Monday, September 28, 2009

Wrap it up. I'll take it.

Great news... for the most part. I have received word that a woman I had been wanting to work with has agreed to consult with me for my tour. Wahoo!!! The only bummer is that I will have to keep her involvement "under wraps" which puts a damper on the plan I had to access her readership for word-of-mouth advertising and tour sales. I had also wanted to access one of the publications she works for to get some exposure.

Oh well. I'll do it on my own with her on-the-ground help in Paris.

Man! The more I think about it, this secrecy thing really stinks. I was hoping to use her involvement as "leverage" for getting advertising money and as a sales point for potemtial clients.

This is just more fuel for me to do this on my own. I am happy to have her help, but I don't need "outside" support to make my dream come true. This has always been my tangle with getting this tour off the ground in the first place.

Time to shift it into high gear and boost myself up as perfectly capable of pulling this off.

Yay me. ;-)

Friday, September 25, 2009

Baby steps. Must keep going.

It's hard to get a lot done when your 9-month old is learning to crawl and doesn't sleep a lot. It's 8:41 right now and I've been ready to go to bed for a half an hour.

That being said, I'm getting a lot done. My budget is coming together. My neighbor very generously has designed the look of my soon-to-be launched web site for free and she's going to do my business cards. How wonderful is that? (It looks great too! I'm thrilled)

Let's see, what else have I gotten done?

_________

I actually just leaned my head back to think about how to answer that question and fell asleep.

This is going to be hard. I will be an excited and excitable stress ball until I get home from the tour in March.

See, not only do I have to worry about getting everything up and running for the sale of the tour (and then of course the actual tour), I need to worry about how in the hell I am going to do it with my baby girl in tow.
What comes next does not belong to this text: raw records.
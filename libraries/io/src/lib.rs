//!
//! A crate containing the textual section exchange for automata: parsed
//! sections, symbol alphabets, and construction and serialization of
//! alternating automata.
//!
//! This crate does not use unsafe code.

#![forbid(unsafe_code)]

mod afa_format;
mod alphabet;
mod error;
mod line_iterator;
mod parsed_section;

pub use afa_format::*;
pub use alphabet::*;
pub use error::*;
pub use parsed_section::*;
use std::collections::HashMap;
use std::io::Read;
use std::io::Write;

use log::trace;
use regex::Regex;
use streaming_iterator::StreamingIterator;

use crate::line_iterator::LineIterator;
use crate::SectionError;

/// A parsed automaton section: a type tag, a string-keyed dictionary of
/// string lists, and a body of token lines.
///
/// The textual encoding read by [read_section] consists of a `@TYPE` header
/// line, `%Key value…` dictionary lines, and whitespace-separated token
/// lines for the body:
///
/// ```text
/// @AFA
/// %Initial q0
/// %Final q2
/// q0 a q1 q2 | q2
/// ```
///
/// Empty lines and lines starting with `#` are skipped.
#[derive(Debug, Default, Clone, PartialEq, Eq)]
pub struct ParsedSection {
    pub section_type: String,
    pub dict: HashMap<String, Vec<String>>,
    pub body: Vec<Vec<String>>,
}

/// Reads a single section from the given reader.
pub fn read_section(reader: impl Read) -> Result<ParsedSection, SectionError> {
    let header_regex =
        Regex::new(r"^\s*@([A-Za-z0-9_-]+)\s*$").expect("Regex compilation should not fail");

    let mut lines = LineIterator::new(reader);
    let mut section = ParsedSection::default();

    // The header is the first line that is not empty or a comment.
    loop {
        lines.advance();
        let line = lines
            .get()
            .ok_or(SectionError::InvalidHeader("missing @TYPE header line"))?;

        if line.trim().is_empty() || line.trim_start().starts_with('#') {
            continue;
        }

        let captures = header_regex
            .captures(line)
            .ok_or(SectionError::InvalidHeader("expected @TYPE"))?;
        section.section_type = captures[1].to_string();
        break;
    }

    while let Some(line) = lines.next() {
        trace!("{}", line);

        let trimmed = line.trim();
        if trimmed.is_empty() || trimmed.starts_with('#') {
            continue;
        }

        if let Some(rest) = trimmed.strip_prefix('%') {
            let mut tokens = rest.split_whitespace();
            let key = tokens
                .next()
                .ok_or(SectionError::InvalidHeader("empty dictionary key"))?;

            section
                .dict
                .entry(key.to_string())
                .or_default()
                .extend(tokens.map(str::to_string));
        } else {
            section
                .body
                .push(trimmed.split_whitespace().map(str::to_string).collect());
        }
    }

    Ok(section)
}

/// Writes the section in the encoding accepted by [read_section]. The
/// dictionary is emitted in key order to keep the output stable.
pub fn write_section(section: &ParsedSection, mut writer: impl Write) -> std::io::Result<()> {
    writeln!(writer, "@{}", section.section_type)?;

    let mut keys: Vec<&String> = section.dict.keys().collect();
    keys.sort();
    for key in keys {
        write!(writer, "%{}", key)?;
        for value in &section.dict[key] {
            write!(writer, " {}", value)?;
        }
        writeln!(writer)?;
    }

    for line in &section.body {
        writeln!(writer, "{}", line.join(" "))?;
    }

    Ok(())
}
use thiserror::Error;

use crate::Direction;
use crate::State;

/// Errors raised by automata operations.
#[derive(Error, Debug, PartialEq, Eq)]
pub enum AutomataError {
    #[error("state {state} is out of bounds for an automaton with {num_of_states} states")]
    StateOutOfBounds { state: State, num_of_states: usize },

    #[error("{operation} is only defined on {expected:?} closed sets")]
    DirectionMismatch {
        operation: &'static str,
        expected: Direction,
    },

    #[error("operation {0} is not implemented")]
    Unimplemented(&'static str),
}

pub type Result<T> = std::result::Result<T, AutomataError>;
I already have my dear friend coming as my nanny and assistant, but I'm just really worried about the time I will be away from her when we are there. We spend so much time together now that I'm afraid it'll be scary for her. I know it will be for me. I trust my friend absolutely, but I will miss my girl so much when we are there. I just wish she could be with me the whole time and experience everything we will be doing. I'm not sure my guests will be down for that, huh?
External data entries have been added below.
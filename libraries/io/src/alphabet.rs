use std::collections::HashMap;

use automata::Symbol;

use crate::SectionError;

/// Translates between symbol names and symbol identifiers.
///
/// The on-the-fly variant assigns fresh identifiers to names in first-seen
/// order; the fixed variant only accepts names present in its translation
/// table.
#[derive(Debug, Clone)]
pub enum Alphabet {
    OnTheFly {
        symbol_map: HashMap<String, Symbol>,
        symbol_names: Vec<String>,
    },
    Fixed {
        symbol_map: HashMap<String, Symbol>,
        symbol_names: HashMap<Symbol, String>,
    },
}

impl Alphabet {
    /// Creates an empty alphabet that assigns identifiers as names appear.
    pub fn on_the_fly() -> Alphabet {
        Alphabet::OnTheFly {
            symbol_map: HashMap::new(),
            symbol_names: Vec::new(),
        }
    }

    /// Creates an alphabet with a fixed translation table.
    pub fn fixed(symbol_map: HashMap<String, Symbol>) -> Alphabet {
        let symbol_names = symbol_map
            .iter()
            .map(|(name, &symbol)| (symbol, name.clone()))
            .collect();

        Alphabet::Fixed {
            symbol_map,
            symbol_names,
        }
    }

    /// Returns the identifier for the given symbol name, assigning a fresh
    /// one in the on-the-fly variant. An unknown name in the fixed variant
    /// is a translation error.
    pub fn translate_symbol(&mut self, name: &str) -> Result<Symbol, SectionError> {
        match self {
            Alphabet::OnTheFly {
                symbol_map,
                symbol_names,
            } => {
                if let Some(&symbol) = symbol_map.get(name) {
                    return Ok(symbol);
                }

                let symbol = symbol_names.len();
                symbol_map.insert(name.to_string(), symbol);
                symbol_names.push(name.to_string());
                Ok(symbol)
            }
            Alphabet::Fixed { symbol_map, .. } => {
                symbol_map
                    .get(name)
                    .copied()
                    .ok_or(SectionError::Translation {
                        kind: "symbol",
                        identifier: name.to_string(),
                    })
            }
        }
    }

    /// Returns the name of the given symbol, if it has one.
    pub fn symbol_name(&self, symbol: Symbol) -> Option<&str> {
        match self {
            Alphabet::OnTheFly { symbol_names, .. } => {
                symbol_names.get(symbol).map(String::as_str)
            }
            Alphabet::Fixed { symbol_names, .. } => {
                symbol_names.get(&symbol).map(String::as_str)
            }
        }
    }

    /// Returns the number of named symbols.
    pub fn num_of_symbols(&self) -> usize {
        match self {
            Alphabet::OnTheFly { symbol_names, .. } => symbol_names.len(),
            Alphabet::Fixed { symbol_names, .. } => symbol_names.len(),
        }
    }
}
Oh well, she'll become accustomed to all of this over the years. IT could be worse; spending time in Paris with your mom and dear family friend a few weeks out of the year, every year when you're growing up.
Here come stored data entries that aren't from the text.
use std::fmt;

use utilities::OrdSet;

use crate::AutomataError;
use crate::Direction;
use crate::Node;
use crate::Nodes;
use crate::Result;
use crate::State;
use crate::StateClosedSet;
use crate::StateSet;
use crate::Symbol;

/// A single disjunctive transition entry: from the owning state under
/// `symbol` the automaton continues in some node of `destinations`, where a
/// node is interpreted conjunctively.
#[derive(Debug, Clone, PartialEq, Eq)]
pub struct AfaMove {
    pub symbol: Symbol,
    pub destinations: Nodes,
}

/// One entry of the inverse transition relation. When the current
/// configuration includes every state of `sharing_list`, each state of
/// `result_states` is a predecessor under the entry's symbol.
///
/// The sharing list is stored once, in the bucket of its minimal element,
/// regardless of how many states of the list it was derived from.
#[derive(Debug, Clone, PartialEq, Eq)]
pub struct InverseResult {
    pub result_states: StateSet,
    pub sharing_list: Node,
}

/// The inverse results of a single state under a single symbol.
#[derive(Debug, Clone, PartialEq, Eq)]
struct InverseMove {
    symbol: Symbol,
    results: Vec<InverseResult>,
}

/// An alternating finite automaton.
///
/// Transitions map a state and a symbol to a positive Boolean formula over
/// states, stored in disjunctive normal form as a set of conjunctive nodes.
/// Next to the forward relation an inverse relation is maintained (fed
/// through [Afa::add_inverse_trans]) that the backward predicate transformer
/// [Afa::pre_node] operates on. The two stores are independent; neither
/// links into the other.
#[derive(Default, Clone, PartialEq, Eq)]
pub struct Afa {
    transition_relation: Vec<Vec<AfaMove>>,
    inverse_relation: Vec<Vec<InverseMove>>,
    initial_states: StateSet,
    final_states: StateSet,
}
Oy! It's 8:50pm. Off to bed.

Monday, September 21, 2009

Keepin' it coming

OK! Got more done.

thefood-mindedtraveler.com is on it's way. Purchased the domain name today, set up the e-mail that comes with it.

My neighbor Sonja created a great looking design for me. A couple tweaks and it'll be great!

NOTE to self!!! Be sure to contact DailyCandy when I'm ready to go!!

That's all for now.

Monday, September 14, 2009

It's just me - Here We Go!!!

No fancy logos, no speedy web sites... not yet at least. I need to focus on getting this tour up and running then spend the money and time to get all the other stuff. I need to remember that I'm not building my empire just yet.

SO!! Make that budget, create those brochures (use the Sencere photo for now) and sell sell sell!!!

I need to have all of that done by October 1st!!!

October first, two weeks and two days from now, The Food-Minded Traveler is open for business.

Tuesday, September 8, 2009

Holy Crap!!

So I followed the advice of the guy at Kinkos and fished on Craigslist for logo designers...

OVER 100 RESPONSES!!! I am overwhelmed.

I have found a woman in Finland, of all places, who does some nice stuff, with the brother of a friend and former coworker, and a guy will do work in trade for bacon.

This is very encouraging. There are people out there that want to do business with me. Yeah, they're in the receiving end of money that I don't have yet, but they liked what ideas I had.


Nice.

__________

On another note, It's been days since I e-mailed the gal in Paris that I want to work with. I'm getting nervous that she has changed her mind. Bummer.

C'mon baby! C'mahhhn!

Monday, September 7, 2009

Getting 'er done!!

E-mailed Hélène re: des recettes
Posted Craigslist call for logo designers and responded to one person already.
E-mailed Wordpress about buying F-MT URL

-------

Weird. It doesn't look like that much when I list it like this. But I'll tell ya, it took a lot to get all that done!



I'm proud of myself.

Speaking of failing

If I am unable to secure Meg, I need to remember all of the other great places I found the have so many resources and lists of places to go, things to eat, etc. I can also contact them for suggestions and/or solicit their services. Who knows, maybe DL will be willing to help me. As I've learned in the past... it never hurts to ask.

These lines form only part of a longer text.